**Exercise brief:** The answer must be one number: how many lines below contain the word "version".

**Records supplied:**

*** Begin section ***

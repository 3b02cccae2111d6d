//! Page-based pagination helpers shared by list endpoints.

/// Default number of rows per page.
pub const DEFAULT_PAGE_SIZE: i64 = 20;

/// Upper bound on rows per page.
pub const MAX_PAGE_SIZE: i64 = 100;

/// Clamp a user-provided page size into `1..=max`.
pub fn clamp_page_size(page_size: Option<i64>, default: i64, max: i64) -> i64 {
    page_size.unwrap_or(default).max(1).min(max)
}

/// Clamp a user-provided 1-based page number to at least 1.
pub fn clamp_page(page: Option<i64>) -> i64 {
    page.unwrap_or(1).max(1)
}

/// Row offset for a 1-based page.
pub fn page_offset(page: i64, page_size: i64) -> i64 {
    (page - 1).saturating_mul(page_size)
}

*** End section ***
*** Begin section ***

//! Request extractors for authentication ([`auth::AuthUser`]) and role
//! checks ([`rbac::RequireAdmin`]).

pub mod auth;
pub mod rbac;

*** End section ***
*** Begin section ***

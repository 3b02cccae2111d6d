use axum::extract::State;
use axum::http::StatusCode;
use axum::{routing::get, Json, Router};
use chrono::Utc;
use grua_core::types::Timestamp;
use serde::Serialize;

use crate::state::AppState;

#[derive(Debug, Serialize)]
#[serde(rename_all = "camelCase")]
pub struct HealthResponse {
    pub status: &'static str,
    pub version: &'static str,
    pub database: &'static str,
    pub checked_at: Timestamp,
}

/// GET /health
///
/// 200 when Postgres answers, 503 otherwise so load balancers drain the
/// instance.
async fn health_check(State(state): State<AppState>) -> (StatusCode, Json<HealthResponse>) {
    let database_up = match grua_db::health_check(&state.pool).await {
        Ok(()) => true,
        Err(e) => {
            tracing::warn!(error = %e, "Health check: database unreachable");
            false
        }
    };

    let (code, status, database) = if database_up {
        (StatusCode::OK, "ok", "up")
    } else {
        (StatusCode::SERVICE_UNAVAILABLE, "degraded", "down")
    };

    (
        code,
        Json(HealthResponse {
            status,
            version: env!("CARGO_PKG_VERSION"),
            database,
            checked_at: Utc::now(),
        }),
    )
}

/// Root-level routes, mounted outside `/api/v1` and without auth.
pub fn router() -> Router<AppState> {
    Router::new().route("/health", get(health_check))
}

*** End section ***

**The completed task:** 2